___ PROVIDED ENTRIES ___

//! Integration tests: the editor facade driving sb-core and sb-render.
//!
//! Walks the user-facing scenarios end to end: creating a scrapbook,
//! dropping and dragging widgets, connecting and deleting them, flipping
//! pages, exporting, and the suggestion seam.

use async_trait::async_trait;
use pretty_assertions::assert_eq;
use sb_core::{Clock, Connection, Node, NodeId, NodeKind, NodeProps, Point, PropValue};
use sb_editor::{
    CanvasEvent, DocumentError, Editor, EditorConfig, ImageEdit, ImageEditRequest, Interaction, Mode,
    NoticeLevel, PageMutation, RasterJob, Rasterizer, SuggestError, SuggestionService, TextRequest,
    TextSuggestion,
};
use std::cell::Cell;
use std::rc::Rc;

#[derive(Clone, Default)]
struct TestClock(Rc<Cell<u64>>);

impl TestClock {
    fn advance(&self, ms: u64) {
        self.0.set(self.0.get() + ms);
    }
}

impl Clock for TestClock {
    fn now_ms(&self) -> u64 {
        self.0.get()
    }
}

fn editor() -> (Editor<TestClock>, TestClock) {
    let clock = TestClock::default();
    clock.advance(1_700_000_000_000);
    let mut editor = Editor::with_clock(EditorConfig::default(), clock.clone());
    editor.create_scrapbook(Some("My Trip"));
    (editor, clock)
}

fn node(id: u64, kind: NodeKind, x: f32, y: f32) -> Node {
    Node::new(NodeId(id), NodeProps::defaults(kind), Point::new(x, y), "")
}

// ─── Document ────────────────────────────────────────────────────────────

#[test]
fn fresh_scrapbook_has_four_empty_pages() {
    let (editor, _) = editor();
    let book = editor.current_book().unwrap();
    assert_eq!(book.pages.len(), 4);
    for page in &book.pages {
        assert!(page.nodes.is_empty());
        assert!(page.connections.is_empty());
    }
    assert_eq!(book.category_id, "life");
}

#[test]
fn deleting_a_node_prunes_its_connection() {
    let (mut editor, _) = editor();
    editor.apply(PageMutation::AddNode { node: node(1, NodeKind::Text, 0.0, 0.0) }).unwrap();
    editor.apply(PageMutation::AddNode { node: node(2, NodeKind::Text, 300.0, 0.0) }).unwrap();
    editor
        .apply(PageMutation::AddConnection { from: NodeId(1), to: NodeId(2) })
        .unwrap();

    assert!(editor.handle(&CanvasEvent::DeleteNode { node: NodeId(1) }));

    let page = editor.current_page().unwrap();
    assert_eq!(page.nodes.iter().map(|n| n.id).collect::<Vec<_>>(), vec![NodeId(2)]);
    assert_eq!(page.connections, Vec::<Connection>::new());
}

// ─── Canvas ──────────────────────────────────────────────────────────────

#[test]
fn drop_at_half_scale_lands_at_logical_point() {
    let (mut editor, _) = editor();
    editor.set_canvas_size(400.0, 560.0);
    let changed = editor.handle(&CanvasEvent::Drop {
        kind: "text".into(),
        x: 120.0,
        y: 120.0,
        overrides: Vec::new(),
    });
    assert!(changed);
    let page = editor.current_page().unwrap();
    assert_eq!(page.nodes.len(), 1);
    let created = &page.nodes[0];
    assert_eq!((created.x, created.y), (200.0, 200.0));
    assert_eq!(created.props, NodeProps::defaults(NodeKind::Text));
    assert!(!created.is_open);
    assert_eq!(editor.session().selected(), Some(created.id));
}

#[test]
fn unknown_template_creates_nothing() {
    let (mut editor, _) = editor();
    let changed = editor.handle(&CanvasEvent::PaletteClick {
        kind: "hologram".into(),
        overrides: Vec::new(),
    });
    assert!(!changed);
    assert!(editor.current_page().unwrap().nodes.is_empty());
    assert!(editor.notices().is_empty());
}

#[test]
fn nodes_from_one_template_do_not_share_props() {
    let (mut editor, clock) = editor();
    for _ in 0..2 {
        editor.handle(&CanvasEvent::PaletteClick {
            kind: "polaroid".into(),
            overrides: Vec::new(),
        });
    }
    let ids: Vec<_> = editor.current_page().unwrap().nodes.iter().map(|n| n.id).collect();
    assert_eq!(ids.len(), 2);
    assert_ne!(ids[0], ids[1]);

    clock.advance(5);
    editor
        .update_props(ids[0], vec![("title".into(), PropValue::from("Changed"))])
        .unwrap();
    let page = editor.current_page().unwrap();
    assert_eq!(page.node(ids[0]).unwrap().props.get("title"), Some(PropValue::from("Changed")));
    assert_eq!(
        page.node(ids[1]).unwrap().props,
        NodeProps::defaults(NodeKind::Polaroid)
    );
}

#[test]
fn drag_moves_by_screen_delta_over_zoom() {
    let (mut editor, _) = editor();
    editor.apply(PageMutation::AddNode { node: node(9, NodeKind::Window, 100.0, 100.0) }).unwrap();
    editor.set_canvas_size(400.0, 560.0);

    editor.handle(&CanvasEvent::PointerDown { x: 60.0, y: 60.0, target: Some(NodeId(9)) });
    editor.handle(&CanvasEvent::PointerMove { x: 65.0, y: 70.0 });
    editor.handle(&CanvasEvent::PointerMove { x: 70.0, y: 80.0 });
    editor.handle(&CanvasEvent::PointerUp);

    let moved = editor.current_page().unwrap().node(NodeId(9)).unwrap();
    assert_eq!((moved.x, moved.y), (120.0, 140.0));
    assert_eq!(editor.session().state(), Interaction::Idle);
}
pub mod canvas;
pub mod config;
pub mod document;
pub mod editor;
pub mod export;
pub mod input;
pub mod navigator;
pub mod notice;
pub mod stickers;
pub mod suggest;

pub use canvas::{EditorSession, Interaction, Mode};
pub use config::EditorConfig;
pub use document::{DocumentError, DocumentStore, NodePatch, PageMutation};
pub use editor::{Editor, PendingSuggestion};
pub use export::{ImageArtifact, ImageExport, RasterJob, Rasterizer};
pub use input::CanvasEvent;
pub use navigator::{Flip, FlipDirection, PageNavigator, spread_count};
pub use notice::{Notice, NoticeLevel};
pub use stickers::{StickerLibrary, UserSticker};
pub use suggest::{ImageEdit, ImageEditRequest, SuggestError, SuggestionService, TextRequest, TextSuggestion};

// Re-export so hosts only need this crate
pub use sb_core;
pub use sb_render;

___
___ PROVIDED ENTRIES ___

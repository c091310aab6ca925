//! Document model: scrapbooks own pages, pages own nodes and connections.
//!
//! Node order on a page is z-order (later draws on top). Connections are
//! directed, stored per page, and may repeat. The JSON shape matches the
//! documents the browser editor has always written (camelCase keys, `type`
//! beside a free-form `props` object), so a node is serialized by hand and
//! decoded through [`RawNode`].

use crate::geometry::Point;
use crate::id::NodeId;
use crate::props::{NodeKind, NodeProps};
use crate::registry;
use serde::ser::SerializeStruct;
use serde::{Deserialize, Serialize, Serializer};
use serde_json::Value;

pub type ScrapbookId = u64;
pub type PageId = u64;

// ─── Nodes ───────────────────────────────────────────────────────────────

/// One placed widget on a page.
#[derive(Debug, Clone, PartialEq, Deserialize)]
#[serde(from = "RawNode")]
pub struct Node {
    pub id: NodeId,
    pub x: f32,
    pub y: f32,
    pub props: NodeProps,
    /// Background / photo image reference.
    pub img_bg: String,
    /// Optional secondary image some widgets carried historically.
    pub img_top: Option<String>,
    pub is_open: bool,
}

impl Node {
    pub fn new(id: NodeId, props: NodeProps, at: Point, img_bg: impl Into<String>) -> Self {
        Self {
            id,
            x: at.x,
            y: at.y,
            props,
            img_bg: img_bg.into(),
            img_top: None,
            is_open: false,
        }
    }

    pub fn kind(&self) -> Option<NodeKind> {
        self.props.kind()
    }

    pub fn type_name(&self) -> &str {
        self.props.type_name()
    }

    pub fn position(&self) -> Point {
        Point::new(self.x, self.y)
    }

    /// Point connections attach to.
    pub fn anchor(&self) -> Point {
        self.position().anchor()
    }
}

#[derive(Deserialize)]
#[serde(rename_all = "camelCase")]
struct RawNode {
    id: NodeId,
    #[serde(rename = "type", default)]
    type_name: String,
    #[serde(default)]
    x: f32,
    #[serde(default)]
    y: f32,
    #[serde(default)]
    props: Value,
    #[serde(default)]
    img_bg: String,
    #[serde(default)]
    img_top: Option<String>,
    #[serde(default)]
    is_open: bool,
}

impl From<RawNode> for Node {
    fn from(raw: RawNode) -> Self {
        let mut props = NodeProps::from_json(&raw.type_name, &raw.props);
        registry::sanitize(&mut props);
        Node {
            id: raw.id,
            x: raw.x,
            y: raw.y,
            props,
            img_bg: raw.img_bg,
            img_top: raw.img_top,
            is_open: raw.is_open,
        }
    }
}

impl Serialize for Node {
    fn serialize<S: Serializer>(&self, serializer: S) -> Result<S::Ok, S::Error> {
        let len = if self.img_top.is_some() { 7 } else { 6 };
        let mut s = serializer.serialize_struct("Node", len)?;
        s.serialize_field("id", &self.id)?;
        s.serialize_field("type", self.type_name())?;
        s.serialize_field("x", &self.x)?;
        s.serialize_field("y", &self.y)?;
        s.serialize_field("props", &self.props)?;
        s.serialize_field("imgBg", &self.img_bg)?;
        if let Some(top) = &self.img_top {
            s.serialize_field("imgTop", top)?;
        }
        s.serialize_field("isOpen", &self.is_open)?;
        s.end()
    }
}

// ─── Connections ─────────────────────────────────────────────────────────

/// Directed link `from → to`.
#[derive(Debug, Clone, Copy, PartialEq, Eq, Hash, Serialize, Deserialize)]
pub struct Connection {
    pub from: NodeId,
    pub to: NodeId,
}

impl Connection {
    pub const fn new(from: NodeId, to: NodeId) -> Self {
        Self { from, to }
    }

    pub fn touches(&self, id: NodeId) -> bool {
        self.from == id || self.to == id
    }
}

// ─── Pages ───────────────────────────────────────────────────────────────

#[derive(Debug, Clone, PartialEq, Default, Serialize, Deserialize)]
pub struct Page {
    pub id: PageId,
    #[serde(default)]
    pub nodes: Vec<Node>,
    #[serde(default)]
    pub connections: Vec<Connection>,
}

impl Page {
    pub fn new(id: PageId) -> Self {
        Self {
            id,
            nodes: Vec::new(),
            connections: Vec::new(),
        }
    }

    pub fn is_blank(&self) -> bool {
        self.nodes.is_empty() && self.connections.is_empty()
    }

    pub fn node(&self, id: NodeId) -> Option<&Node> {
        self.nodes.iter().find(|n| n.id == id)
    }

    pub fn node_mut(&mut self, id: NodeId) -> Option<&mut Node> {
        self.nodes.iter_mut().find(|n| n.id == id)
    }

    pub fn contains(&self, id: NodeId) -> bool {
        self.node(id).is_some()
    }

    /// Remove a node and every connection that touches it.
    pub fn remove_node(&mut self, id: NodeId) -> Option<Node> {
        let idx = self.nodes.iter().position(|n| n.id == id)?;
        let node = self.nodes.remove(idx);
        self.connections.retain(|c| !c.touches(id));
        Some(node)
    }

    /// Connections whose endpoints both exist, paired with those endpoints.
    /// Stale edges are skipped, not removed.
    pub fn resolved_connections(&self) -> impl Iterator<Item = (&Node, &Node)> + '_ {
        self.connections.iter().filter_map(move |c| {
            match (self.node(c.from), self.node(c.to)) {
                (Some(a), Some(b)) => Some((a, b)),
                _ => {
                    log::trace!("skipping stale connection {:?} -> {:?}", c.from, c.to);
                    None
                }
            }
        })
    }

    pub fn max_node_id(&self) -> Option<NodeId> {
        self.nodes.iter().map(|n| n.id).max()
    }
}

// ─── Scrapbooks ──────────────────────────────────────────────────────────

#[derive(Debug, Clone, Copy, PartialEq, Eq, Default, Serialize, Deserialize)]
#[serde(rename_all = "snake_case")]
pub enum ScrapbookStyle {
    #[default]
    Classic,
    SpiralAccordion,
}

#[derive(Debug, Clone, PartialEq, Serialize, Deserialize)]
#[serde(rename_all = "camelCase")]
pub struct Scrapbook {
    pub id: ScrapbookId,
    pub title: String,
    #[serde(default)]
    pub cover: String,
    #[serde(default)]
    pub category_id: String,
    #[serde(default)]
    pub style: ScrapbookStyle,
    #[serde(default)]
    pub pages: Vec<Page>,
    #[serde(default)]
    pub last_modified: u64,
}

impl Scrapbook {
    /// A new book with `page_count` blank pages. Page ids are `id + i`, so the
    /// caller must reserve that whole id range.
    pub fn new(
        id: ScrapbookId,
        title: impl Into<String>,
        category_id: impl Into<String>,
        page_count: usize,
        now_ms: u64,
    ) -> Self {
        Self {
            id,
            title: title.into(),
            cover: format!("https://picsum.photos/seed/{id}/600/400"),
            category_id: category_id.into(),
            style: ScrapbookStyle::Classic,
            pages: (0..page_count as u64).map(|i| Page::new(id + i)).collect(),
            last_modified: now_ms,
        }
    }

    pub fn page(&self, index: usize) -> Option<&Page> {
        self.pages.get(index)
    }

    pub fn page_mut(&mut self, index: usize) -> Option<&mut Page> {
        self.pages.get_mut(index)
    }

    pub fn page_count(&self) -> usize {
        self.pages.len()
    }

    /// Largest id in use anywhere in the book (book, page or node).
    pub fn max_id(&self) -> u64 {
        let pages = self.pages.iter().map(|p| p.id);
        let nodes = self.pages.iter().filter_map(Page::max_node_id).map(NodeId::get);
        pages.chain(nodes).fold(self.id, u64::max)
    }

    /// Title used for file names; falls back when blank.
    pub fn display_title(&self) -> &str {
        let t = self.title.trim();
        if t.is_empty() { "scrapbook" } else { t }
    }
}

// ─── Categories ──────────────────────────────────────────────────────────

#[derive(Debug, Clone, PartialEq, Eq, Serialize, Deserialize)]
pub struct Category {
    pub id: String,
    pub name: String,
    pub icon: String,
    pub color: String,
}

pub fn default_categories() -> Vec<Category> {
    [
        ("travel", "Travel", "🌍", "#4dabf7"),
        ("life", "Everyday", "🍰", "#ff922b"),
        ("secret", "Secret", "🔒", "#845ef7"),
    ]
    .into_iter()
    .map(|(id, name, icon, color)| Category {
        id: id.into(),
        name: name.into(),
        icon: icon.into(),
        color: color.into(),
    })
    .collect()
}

___
___ PROVIDED ENTRIES ___

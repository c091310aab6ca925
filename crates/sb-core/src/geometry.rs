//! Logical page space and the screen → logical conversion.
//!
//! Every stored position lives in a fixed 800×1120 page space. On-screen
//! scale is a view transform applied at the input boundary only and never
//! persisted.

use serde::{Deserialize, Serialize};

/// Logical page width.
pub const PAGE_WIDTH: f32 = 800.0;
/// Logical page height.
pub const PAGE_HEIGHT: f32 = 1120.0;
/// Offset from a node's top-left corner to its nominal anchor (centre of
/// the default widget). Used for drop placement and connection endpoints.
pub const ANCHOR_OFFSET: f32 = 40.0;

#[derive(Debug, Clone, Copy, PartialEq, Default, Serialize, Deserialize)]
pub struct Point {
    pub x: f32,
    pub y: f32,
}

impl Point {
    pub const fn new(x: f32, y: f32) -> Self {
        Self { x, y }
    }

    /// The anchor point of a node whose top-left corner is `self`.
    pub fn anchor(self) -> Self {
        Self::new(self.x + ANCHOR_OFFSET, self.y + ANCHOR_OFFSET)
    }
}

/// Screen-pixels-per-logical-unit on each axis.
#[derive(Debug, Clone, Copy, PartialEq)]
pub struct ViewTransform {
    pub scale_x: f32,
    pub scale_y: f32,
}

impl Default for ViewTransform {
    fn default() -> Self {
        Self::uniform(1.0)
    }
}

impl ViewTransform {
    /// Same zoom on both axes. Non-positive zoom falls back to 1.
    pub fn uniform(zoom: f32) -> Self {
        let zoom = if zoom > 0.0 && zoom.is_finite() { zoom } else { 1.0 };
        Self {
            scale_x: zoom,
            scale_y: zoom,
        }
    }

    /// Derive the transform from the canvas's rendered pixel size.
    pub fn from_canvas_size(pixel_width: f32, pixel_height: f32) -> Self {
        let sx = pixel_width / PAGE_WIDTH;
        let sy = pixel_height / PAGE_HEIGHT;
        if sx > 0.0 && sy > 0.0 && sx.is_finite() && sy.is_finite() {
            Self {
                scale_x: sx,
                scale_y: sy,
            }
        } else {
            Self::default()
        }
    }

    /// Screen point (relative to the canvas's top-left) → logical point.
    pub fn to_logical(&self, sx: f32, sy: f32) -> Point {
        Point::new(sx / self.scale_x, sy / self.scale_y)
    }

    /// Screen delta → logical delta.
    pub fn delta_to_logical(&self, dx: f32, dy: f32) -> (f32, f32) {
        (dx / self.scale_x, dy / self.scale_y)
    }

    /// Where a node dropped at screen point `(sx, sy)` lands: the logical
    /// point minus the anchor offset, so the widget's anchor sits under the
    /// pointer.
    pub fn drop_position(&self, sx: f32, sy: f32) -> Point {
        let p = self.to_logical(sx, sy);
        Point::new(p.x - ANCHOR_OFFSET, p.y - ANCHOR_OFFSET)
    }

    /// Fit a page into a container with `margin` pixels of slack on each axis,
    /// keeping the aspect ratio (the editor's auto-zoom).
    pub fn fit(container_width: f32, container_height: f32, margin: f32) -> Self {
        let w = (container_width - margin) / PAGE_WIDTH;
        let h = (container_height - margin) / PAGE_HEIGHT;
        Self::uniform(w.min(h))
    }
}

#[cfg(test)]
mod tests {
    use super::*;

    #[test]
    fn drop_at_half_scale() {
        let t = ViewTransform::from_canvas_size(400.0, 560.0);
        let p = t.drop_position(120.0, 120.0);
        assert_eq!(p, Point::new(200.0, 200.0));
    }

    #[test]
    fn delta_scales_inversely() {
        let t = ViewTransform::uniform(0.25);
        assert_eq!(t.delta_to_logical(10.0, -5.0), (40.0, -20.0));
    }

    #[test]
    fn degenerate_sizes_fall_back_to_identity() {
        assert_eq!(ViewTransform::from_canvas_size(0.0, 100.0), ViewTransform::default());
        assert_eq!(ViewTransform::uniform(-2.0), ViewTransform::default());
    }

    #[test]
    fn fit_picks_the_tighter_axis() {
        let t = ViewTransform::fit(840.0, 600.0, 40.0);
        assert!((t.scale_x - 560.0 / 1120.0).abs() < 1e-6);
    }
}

___

*TASK DESCRIPTION*. Identify all lines in the records above with the word "Debug".

*RESULT OF THE TASK*.
#[derive(Debug, Clone, PartialEq, Deserialize)]
#[derive(Debug, Clone, Copy, PartialEq, Eq, Hash, Serialize, Deserialize)]
#[derive(Debug, Clone, PartialEq, Default, Serialize, Deserialize)]
#[derive(Debug, Clone, Copy, PartialEq, Eq, Default, Serialize, Deserialize)]
#[derive(Debug, Clone, PartialEq, Serialize, Deserialize)]
#[derive(Debug, Clone, PartialEq, Eq, Serialize, Deserialize)]
#[derive(Debug, Clone, Copy, PartialEq, Default, Serialize, Deserialize)]
#[derive(Debug, Clone, Copy, PartialEq)]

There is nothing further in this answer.